There's still lots of businesses rushing to implement the changes required under GDPR, a new set of laws in the EU that govern everything people do online and how businesses are allowed to use their data. If it sounds like hard work to abide by, that's because it is, and many businesses are failing to comply as a result (even though they had more than two years to make the appropriate changes). These regulations are good for consumers because it limits what information is allowed to be collected by businesses and requires disclosure of the data collected, something that might prove very popular in Canada and the US as we see how our neighbours across the pond reap the benefits of tighter laws.
Businesses aren't ready for the General Data Protection Regulations in the EU
GDPR laws have finally been rolled out in the EU, including requirements to notify regulators about data breaches within 72 hours and transparency for users about what data is being collected and why. Previously companies were known to collect unnecessary data from users because they could find uses for it in the future.
These processes will no longer be allowed in the EU, with companies slowly complying with the regulations — if you've been getting numerous emails mentioning GDPR, this is why — but they are doing so at an unacceptably slow rate.
In his meeting with the European Parliament, Facebook CEO Mark Zuckerberg said the company would be compliant by the deadline, but many other companies aren't. In a survey of 1,000 companies, half said they won't be ready by the deadline and as such and businesses in Canada are just discovering now that they might be covered under the laws too, risking a fine of $30 million if they fail to comply.
In April, an official from the Department of Health and Human Services told members of Congress that the government agency had lost track of 1,500 migrant children placed with sponsors in the US, raising concerns they could be endangered.
The children, originally from Honduras, El Salvador and Guatemala, were running from drug cartels, gangs and abuse. The Office of Refugee Resettlement tried to contact 7,635 children and their respective sponsors, and was unable to determine the location of 1,475 of them, Steven Wagner, acting assistant secretary from the agency's Administration for Children and Families, said.
These details are emerging as Congress looks to add more safeguards to make sure children showing up at the border are placed with relatives and not human traffickers.
Number of the week
Car2Go, a car-sharing company with 80,000 users in Toronto, is shutting down in the city on May 31, it announced in a press release. The company is blaming city hall for being too restrictive in its new car-sharing pilot program and wanted its fleet of 350 vehicles to be parked in residential areas.
The service first launched with vehicles parking in Green P lots, but then the company instructed customers to park in any legal space, angering some residents in neighbourhoods where parking is scarce. New rules will make 10,000 spaces off-limits to the company's 80,000 users in the city.
Mayor John Tory released a statement on the matter following the announcement.
However, several council members have voiced outrage at the company which collected $42,595 fines in 2017 totalling $1.1 million. The company has only payed the city approximately one-third of the money it owes.

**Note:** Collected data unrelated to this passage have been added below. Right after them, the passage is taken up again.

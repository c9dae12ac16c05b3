//! Payment provider webhook endpoint.
//!
//! Unauthenticated by the provider's observed contract; a signature
//! check would slot in here before the handler call.

use crate::server::AppState;
use axum::{extract::State, response::Json};
use courier_types::{ApiError, PaymentWebhookAck, PaymentWebhookRequest};

/// Handles POST /api/webhooks/payrex/payment.
pub async fn payment_notification(
	State(state): State<AppState>,
	Json(request): Json<PaymentWebhookRequest>,
) -> Result<Json<PaymentWebhookAck>, ApiError> {
	let ack = state.webhooks.handle_payment_notification(request).await?;
	Ok(Json(ack))
}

The company is so angered because the city is trying to introduce a new $1,500 parking fee to help cover the cost of maintaining parking for these vehicles, which would work out to only $6 for each user per year. Car2Go seems to think that it is so valuable to the city that it should be exempt from paying any fees.
In case you missed it
- According to a new study, 46.9 percent of Toronto renters are spending 30 percent or more of their income on rent each month, which is a benchmark used to determine whether housing is affordable or not. Just last year the average rent for a one-bedroom condo was $1,800 and a one-bedroom apartment was $1,200, and the amount of affordable housing is continuing to shrink in the city.
- John Tory claimed the Liberals wouldn't endorse a light-rail line to Scarborough instead of a highly controversial one-stop subway, but internal emails show otherwise. The province had agreed to fully fund the LRT line before it was scrapped by Rob Ford in 2013, but still agreed to reallocate the money to the subway, which has been hailed by Metrolinx as "not a worthwhile use of money" and is rising rapidly in price. The subway extension will make commutes longer for most people and the actual cost will not be available until after the next mayoral election.

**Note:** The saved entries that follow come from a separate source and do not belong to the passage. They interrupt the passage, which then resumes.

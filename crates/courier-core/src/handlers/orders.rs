//! Order queries, status changes, payments, and proof capture.

use crate::error::CoreError;
use crate::handlers::require_field;
use crate::state::OrderLifecycle;
use courier_payments::PaymentService;
use courier_storage::{StorageError, StorageService};
use courier_types::{
	AttachProofRequest, ListOrdersQuery, Order, OrderDetailResponse, OrderStatus, Payment,
	PaymentMethod, PaymentMethodRequest, ProofOfDelivery, QrphPaymentResponse, QrphPayload,
	StatusChangeRequest, StorageKey, VerifyBarcodeRequest, VerifyBarcodeResponse,
};
use rust_decimal::Decimal;
use std::sync::Arc;

/// Handles everything a rider does with an order.
pub struct OrderHandler {
	storage: Arc<StorageService>,
	lifecycle: Arc<OrderLifecycle>,
	payments: Arc<PaymentService>,
	currency: String,
}

impl OrderHandler {
	/// Creates a new order handler.
	pub fn new(
		storage: Arc<StorageService>,
		lifecycle: Arc<OrderLifecycle>,
		payments: Arc<PaymentService>,
		currency: String,
	) -> Self {
		Self {
			storage,
			lifecycle,
			payments,
			currency,
		}
	}

	/// Lists the rider's orders, newest first.
	pub async fn list_orders(
		&self,
		rider_id: &str,
		query: ListOrdersQuery,
	) -> Result<Vec<Order>, CoreError> {
		let filter = match query.status {
			Some(raw) => Some(parse_status(&raw)?),
			None => None,
		};
		self.lifecycle.orders_for_rider(rider_id, filter).await
	}

	/// Returns an order with its linked payment and proof, if any.
	pub async fn order_detail(
		&self,
		rider_id: &str,
		order_id: &str,
	) -> Result<OrderDetailResponse, CoreError> {
		let order = self.lifecycle.get_order_owned(rider_id, order_id).await?;
		let payment = self.linked_payment(&order.id).await?;
		let proof_of_delivery = self.linked_proof(&order.id).await?;
		Ok(OrderDetailResponse {
			order,
			payment,
			proof_of_delivery,
		})
	}

	/// Compares a scanned code against the parcel barcode.
	///
	/// A mismatch is a normal outcome reported in the body, not an
	/// error status.
	pub async fn verify_barcode(
		&self,
		rider_id: &str,
		order_id: &str,
		request: VerifyBarcodeRequest,
	) -> Result<VerifyBarcodeResponse, CoreError> {
		let scanned = require_field(request.scanned_code, "scannedCode")?;
		let order = self.lifecycle.get_order_owned(rider_id, order_id).await?;
		Ok(VerifyBarcodeResponse {
			verified: scanned == order.barcode,
		})
	}

	/// Applies a rider-requested status change.
	pub async fn change_status(
		&self,
		rider_id: &str,
		order_id: &str,
		request: StatusChangeRequest,
	) -> Result<Order, CoreError> {
		let raw = require_field(request.status, "status")?;
		let target = parse_status(&raw)?;
		self.lifecycle
			.request_status_change(rider_id, order_id, target)
			.await
	}

	/// Records the payment method the customer chose.
	pub async fn set_payment_method(
		&self,
		rider_id: &str,
		order_id: &str,
		request: PaymentMethodRequest,
	) -> Result<Order, CoreError> {
		let raw = require_field(request.method, "method")?;
		let method: PaymentMethod = raw
			.parse()
			.map_err(|_| CoreError::BadRequest(format!("Unknown payment method: {}", raw)))?;
		self.lifecycle
			.set_payment_method(rider_id, order_id, method)
			.await
	}

	/// Creates a QRPH payment intent for the order.
	///
	/// Persists the payment record and its indexes before touching the
	/// order, so a webhook arriving immediately after the provider call
	/// already finds the reference. Re-initiating replaces the reference
	/// mapping; the superseded intent can no longer settle.
	pub async fn initiate_qrph_payment(
		&self,
		rider_id: &str,
		order_id: &str,
	) -> Result<QrphPaymentResponse, CoreError> {
		let order = self.lifecycle.get_order_owned(rider_id, order_id).await?;

		if order.payment_method != Some(PaymentMethod::Qrph) {
			return Err(CoreError::BadRequest(
				"Order payment method is not QRPH".to_string(),
			));
		}
		if order.cod_amount <= Decimal::ZERO {
			return Err(CoreError::BadRequest(
				"Order has no collectible amount".to_string(),
			));
		}

		let reference = format!("ORDER-{}", order.order_number);
		let intent = self
			.payments
			.create_qrph_intent(order.cod_amount, &self.currency, &reference)
			.await?;

		let payment = Payment::new_qrph(&order.id, &reference, &intent.qr_string, order.cod_amount);
		self.storage
			.store(StorageKey::Payments, &payment.id, &payment)
			.await?;
		self.storage
			.store(StorageKey::PaymentsByReference, &reference, &payment.id)
			.await?;
		self.storage
			.store(StorageKey::PaymentsByOrder, &order.id, &payment.id)
			.await?;

		self.lifecycle
			.mark_payment_pending(&order.id, &payment.id)
			.await?;
		tracing::info!(order_id = %order.id, payment_id = %payment.id, "Created QRPH payment intent");

		Ok(QrphPaymentResponse {
			payment_id: payment.id,
			qrph_payload: QrphPayload {
				qr_string: intent.qr_string,
				amount: order.cod_amount,
				currency: self.currency.clone(),
				reference,
			},
		})
	}

	/// Attaches proof of delivery to an order.
	///
	/// A later proof supersedes an earlier one in the by-order index;
	/// old records stay retrievable by id.
	pub async fn attach_proof(
		&self,
		rider_id: &str,
		order_id: &str,
		request: AttachProofRequest,
	) -> Result<ProofOfDelivery, CoreError> {
		let photo_url = require_field(request.photo_url, "photoUrl")?;
		let order = self.lifecycle.get_order_owned(rider_id, order_id).await?;

		let proof = ProofOfDelivery::new(
			&order.id,
			photo_url,
			request.customer_name,
			request.signature_url,
		);
		self.storage
			.store(StorageKey::Proofs, &proof.id, &proof)
			.await?;
		self.storage
			.store(StorageKey::ProofsByOrder, &order.id, &proof.id)
			.await?;

		tracing::info!(order_id = %order.id, proof_id = %proof.id, "Attached proof of delivery");
		Ok(proof)
	}

	async fn linked_payment(&self, order_id: &str) -> Result<Option<Payment>, CoreError> {
		let payment_id: String = match self
			.storage
			.retrieve(StorageKey::PaymentsByOrder, order_id)
			.await
		{
			Ok(id) => id,
			Err(StorageError::NotFound) => return Ok(None),
			Err(e) => return Err(e.into()),
		};
		match self.storage.retrieve(StorageKey::Payments, &payment_id).await {
			Ok(payment) => Ok(Some(payment)),
			Err(StorageError::NotFound) => Ok(None),
			Err(e) => Err(e.into()),
		}
	}

	async fn linked_proof(&self, order_id: &str) -> Result<Option<ProofOfDelivery>, CoreError> {
		let proof_id: String = match self
			.storage
			.retrieve(StorageKey::ProofsByOrder, order_id)
			.await
		{
			Ok(id) => id,
			Err(StorageError::NotFound) => return Ok(None),
			Err(e) => return Err(e.into()),
		};
		match self.storage.retrieve(StorageKey::Proofs, &proof_id).await {
			Ok(proof) => Ok(Some(proof)),
			Err(StorageError::NotFound) => Ok(None),
			Err(e) => Err(e.into()),
		}
	}
}

fn parse_status(raw: &str) -> Result<OrderStatus, CoreError> {
	raw.parse()
		.map_err(|_| CoreError::BadRequest(format!("Unknown status: {}", raw)))
}

#[cfg(test)]
mod tests {
	use super::*;
	use courier_payments::implementations::mock::MockProvider;
	use courier_storage::implementations::memory::MemoryStorage;
	use courier_types::PaymentStatus;

	struct Fixture {
		storage: Arc<StorageService>,
		lifecycle: Arc<OrderLifecycle>,
		handler: OrderHandler,
	}

	fn fixture() -> Fixture {
		let storage = Arc::new(StorageService::new(Box::new(MemoryStorage::new())));
		let lifecycle = Arc::new(OrderLifecycle::new(storage.clone()));
		let handler = OrderHandler::new(
			storage.clone(),
			lifecycle.clone(),
			Arc::new(PaymentService::new(Box::new(MockProvider))),
			"PHP".to_string(),
		);
		Fixture {
			storage,
			lifecycle,
			handler,
		}
	}

	async fn seed_order(fixture: &Fixture, rider_id: &str, number: &str) -> Order {
		let order = Order::new(
			rider_id,
			number,
			format!("BC-{}", number),
			Decimal::new(25050, 2),
		);
		fixture.lifecycle.store_order(&order).await.unwrap();
		order
	}

	/// Seeds an order that has arrived and has QRPH selected, ready for
	/// payment initiation.
	async fn seed_qrph_order(fixture: &Fixture, rider_id: &str, number: &str) -> Order {
		let order = seed_order(fixture, rider_id, number).await;
		fixture
			.lifecycle
			.request_status_change(rider_id, &order.id, OrderStatus::EnRoute)
			.await
			.unwrap();
		fixture
			.lifecycle
			.request_status_change(rider_id, &order.id, OrderStatus::Arrived)
			.await
			.unwrap();
		fixture
			.lifecycle
			.set_payment_method(rider_id, &order.id, PaymentMethod::Qrph)
			.await
			.unwrap()
	}

	#[tokio::test]
	async fn test_list_rejects_unknown_status_filter() {
		let fixture = fixture();
		let err = fixture
			.handler
			.list_orders(
				"rider-1",
				ListOrdersQuery {
					status: Some("TELEPORTING".to_string()),
				},
			)
			.await
			.unwrap_err();
		assert!(matches!(err, CoreError::BadRequest(_)));
	}

	#[tokio::test]
	async fn test_barcode_verification_outcomes() {
		let fixture = fixture();
		let order = seed_order(&fixture, "rider-1", "1001").await;

		let response = fixture
			.handler
			.verify_barcode(
				"rider-1",
				&order.id,
				VerifyBarcodeRequest {
					scanned_code: Some("BC-1001".to_string()),
				},
			)
			.await
			.unwrap();
		assert!(response.verified);

		let response = fixture
			.handler
			.verify_barcode(
				"rider-1",
				&order.id,
				VerifyBarcodeRequest {
					scanned_code: Some("BC-9999".to_string()),
				},
			)
			.await
			.unwrap();
		assert!(!response.verified);
	}

	#[tokio::test]
	async fn test_change_status_validates_input_and_ownership() {
		let fixture = fixture();
		let order = seed_order(&fixture, "rider-1", "1001").await;

		let err = fixture
			.handler
			.change_status(
				"rider-1",
				&order.id,
				StatusChangeRequest {
					status: Some("SIDEWAYS".to_string()),
				},
			)
			.await
			.unwrap_err();
		assert!(matches!(err, CoreError::BadRequest(_)));

		let err = fixture
			.handler
			.change_status(
				"rider-2",
				&order.id,
				StatusChangeRequest {
					status: Some("EN_ROUTE".to_string()),
				},
			)
			.await
			.unwrap_err();
		assert!(matches!(err, CoreError::NotFound(_)));

		let updated = fixture
			.handler
			.change_status(
				"rider-1",
				&order.id,
				StatusChangeRequest {
					status: Some("EN_ROUTE".to_string()),
				},
			)
			.await
			.unwrap();
		assert_eq!(updated.status, OrderStatus::EnRoute);
	}

	#[tokio::test]
	async fn test_qrph_initiation_creates_payment_and_moves_order() {
		let fixture = fixture();
		let order = seed_qrph_order(&fixture, "rider-1", "1001").await;

		let response = fixture
			.handler
			.initiate_qrph_payment("rider-1", &order.id)
			.await
			.unwrap();
		assert_eq!(response.qrph_payload.reference, "ORDER-1001");
		assert_eq!(response.qrph_payload.currency, "PHP");
		assert_eq!(response.qrph_payload.amount, Decimal::new(25050, 2));

		let payment: Payment = fixture
			.storage
			.retrieve(StorageKey::Payments, &response.payment_id)
			.await
			.unwrap();
		assert_eq!(payment.status, PaymentStatus::QrGenerated);
		assert_eq!(payment.order_id, order.id);

		let indexed_id: String = fixture
			.storage
			.retrieve(StorageKey::PaymentsByReference, "ORDER-1001")
			.await
			.unwrap();
		assert_eq!(indexed_id, response.payment_id);

		let order = fixture
			.lifecycle
			.get_order_owned("rider-1", &order.id)
			.await
			.unwrap();
		assert_eq!(order.status, OrderStatus::PaymentPending);
		assert_eq!(order.payment_id.as_deref(), Some(response.payment_id.as_str()));
	}

	#[tokio::test]
	async fn test_qrph_initiation_rejects_cash_orders() {
		let fixture = fixture();
		let order = seed_order(&fixture, "rider-1", "1001").await;
		fixture
			.lifecycle
			.set_payment_method("rider-1", &order.id, PaymentMethod::Cash)
			.await
			.unwrap();

		let err = fixture
			.handler
			.initiate_qrph_payment("rider-1", &order.id)
			.await
			.unwrap_err();
		assert!(matches!(err, CoreError::BadRequest(_)));

		// Rejection leaves the order untouched.
		let order = fixture
			.lifecycle
			.get_order_owned("rider-1", &order.id)
			.await
			.unwrap();
		assert_eq!(order.status, OrderStatus::Pending);
		assert!(order.payment_id.is_none());
	}

	#[tokio::test]
	async fn test_reinitiation_repoints_the_reference() {
		let fixture = fixture();
		let order = seed_qrph_order(&fixture, "rider-1", "1001").await;

		let first = fixture
			.handler
			.initiate_qrph_payment("rider-1", &order.id)
			.await
			.unwrap();
		let second = fixture
			.handler
			.initiate_qrph_payment("rider-1", &order.id)
			.await
			.unwrap();
		assert_ne!(first.payment_id, second.payment_id);

		let indexed_id: String = fixture
			.storage
			.retrieve(StorageKey::PaymentsByReference, "ORDER-1001")
			.await
			.unwrap();
		assert_eq!(indexed_id, second.payment_id);
	}

	#[tokio::test]
	async fn test_detail_includes_payment_and_latest_proof() {
		let fixture = fixture();
		let order = seed_qrph_order(&fixture, "rider-1", "1001").await;

		let detail = fixture
			.handler
			.order_detail("rider-1", &order.id)
			.await
			.unwrap();
		assert!(detail.payment.is_none());
		assert!(detail.proof_of_delivery.is_none());

		fixture
			.handler
			.initiate_qrph_payment("rider-1", &order.id)
			.await
			.unwrap();
		fixture
			.handler
			.attach_proof(
				"rider-1",
				&order.id,
				AttachProofRequest {
					photo_url: Some("https://cdn/p1.jpg".to_string()),
					customer_name: Some("Maria".to_string()),
					signature_url: None,
				},
			)
			.await
			.unwrap();
		fixture
			.handler
			.attach_proof(
				"rider-1",
				&order.id,
				AttachProofRequest {
					photo_url: Some("https://cdn/p2.jpg".to_string()),
					customer_name: None,
					signature_url: None,
				},
			)
			.await
			.unwrap();

		let detail = fixture
			.handler
			.order_detail("rider-1", &order.id)
			.await
			.unwrap();
		assert!(detail.payment.is_some());
		let proof = detail.proof_of_delivery.unwrap();
		assert_eq!(proof.photo_url, "https://cdn/p2.jpg");
	}

	#[tokio::test]
	async fn test_attach_proof_requires_photo() {
		let fixture = fixture();
		let order = seed_order(&fixture, "rider-1", "1001").await;

		let err = fixture
			.handler
			.attach_proof(
				"rider-1",
				&order.id,
				AttachProofRequest {
					photo_url: None,
					customer_name: Some("Maria".to_string()),
					signature_url: None,
				},
			)
			.await
			.unwrap_err();
		assert!(matches!(err, CoreError::BadRequest(_)));
	}

	#[tokio::test]
	async fn test_set_payment_method() {
		let fixture = fixture();
		let order = seed_order(&fixture, "rider-1", "1001").await;

		let updated = fixture
			.handler
			.set_payment_method(
				"rider-1",
				&order.id,
				PaymentMethodRequest {
					method: Some("CASH".to_string()),
				},
			)
			.await
			.unwrap();
		assert_eq!(updated.payment_method, Some(PaymentMethod::Cash));

		let err = fixture
			.handler
			.set_payment_method(
				"rider-1",
				&order.id,
				PaymentMethodRequest {
					method: Some("GCASH".to_string()),
				},
			)
			.await
			.unwrap_err();
		assert!(matches!(err, CoreError::BadRequest(_)));
	}
}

- Roseanne Barr, star of ABC's Roseanne, compared Obama adviser Valarie Jarret to an ape on Twitter the other day, then attempted to haphazardly cover her own ass and apologize for the "joke" that "was in bad taste. Then, she vowed to leave Twitter, but not before her show was cancelled. This follows the departure of Wanda Sykes, the producer of the show.
- StumbleUpon will shut down on June 30, after more than 16 years in business. Though the service will shut down, user accounts will be transitioned to Mix, a curation platform that incorporates your social media presence. Garrett Camp said he learned through SU that it's important to have filters for the expanding amount of web content. While Mix recommends things from based on what your friends recommend, while SU was more of a wacky game of roulette, with users never knowing what they would find.